Rasgada e remendada.


Costuro o infinito sobre o peito,

disse Hilda,

e parece que foi para mim.

Literalmente rasgada e remendada e, de cara pro vento, eu grito: sim.


Há uns anos eu morri. A gente morre um pouco a cada dia, mas tem vezes que é de verdade, de uma vez. Nem sempre a morte concreta, mas a simbólica, a subjetiva.

Tive câncer de mama precocemente, e aquela menina-mulher que eu era se foi. Lamento o trauma pelo qual ela passou por que foi bem pesado, emocionalmente, e muitas das ilusões que cultivava foram deixadas para trás, foi preciso amadurecer muito rápido diante de uma nova realidade, urgente. Sinto saudades dela.

Mas, apesar da tristeza, já assimilei essa mudança e a despedida, até por que na confusão me encontrei com outras de mim.

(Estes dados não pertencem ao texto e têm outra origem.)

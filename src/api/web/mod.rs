pub mod dto;
mod payment;
mod product;

use actix_http::Method;
use actix_web::Route;
use std::collections::HashMap;

use payment::{create_order, payment_webhook};
use product::{add_product, list_products, restock_product};

pub struct AppRouteTable {
    pub version: String,
    pub entries: HashMap<String, Route>,
}

impl AppRouteTable {
    pub fn get(ver_req: &str) -> Self {
        let (version, entries) = match ver_req {
            "0.1.0" => (format!("v{ver_req}"), Self::v0_1_0_entries()),
            _others => (String::new(), HashMap::new()),
        };
        Self { version, entries }
    }
    fn v0_1_0_entries() -> HashMap<String, Route> {
        let data = [
            (
                "create_order".to_string(),
                Route::new().method(Method::POST).to(create_order),
            ),
            (
                "payment_webhook".to_string(),
                Route::new().method(Method::POST).to(payment_webhook),
            ),
            (
                "list_products".to_string(),
                Route::new().method(Method::GET).to(list_products),
            ),
            (
                "add_product".to_string(),
                Route::new().method(Method::POST).to(add_product),
            ),
            (
                "restock_product".to_string(),
                Route::new().method(Method::POST).to(restock_product),
            ),
        ];
        HashMap::from(data)
    }
} // end of impl AppRouteTable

O espaço deu lugar e origem a uma mulher que é bem mais segura de si, do seu valor, seu potencial, do que é prioridade, do que é imprescindível, e de como ela contribui, ao buscar ser livre, para libertar um pouco a todas. E isso só foi possível por que contei com a ajuda de outras, que também se reinventam e reafirmam a partir do caos. Juntas, longe ou perto, seguimos no processo de (r)evolução.

Auto-confiança, autonomia, amor-próprio, respeito, dignidade, sororidade, empatia, compaixão, esperança, subversão, conexão, são lemas e exercícios para instaurar uma nova existência e um jeito de corpo no mundo que é só meu, em sintonia com minha verdade de hoje. Que é mutante, sim, por que é justamente essa fluência que gera energia vital, então se permita também morrer e ressurgir outra, se sentir que é o chamado. Seja ou não a partir de um drama, cada novo dia é convite.

Outubro Rosa é quando nos mobilizamos para contagiar a todos com uma vontade de viver que só adquire quem quase morreu, ou melhor, quem renasceu. É sobre câncer de mama, prevenção e tratamentos, mas também sobre ser a prioridade da sua vida, algo que tiram de nós. Esse sistema, ele sim, doente.

Sou tão mais eu atualmente, gente. Com o corpo que a vida esculpiu, riscado à mão, um corpo possível, maduro, exclusivo, que quase a alma nem cabe dentro, de tanto contentamento.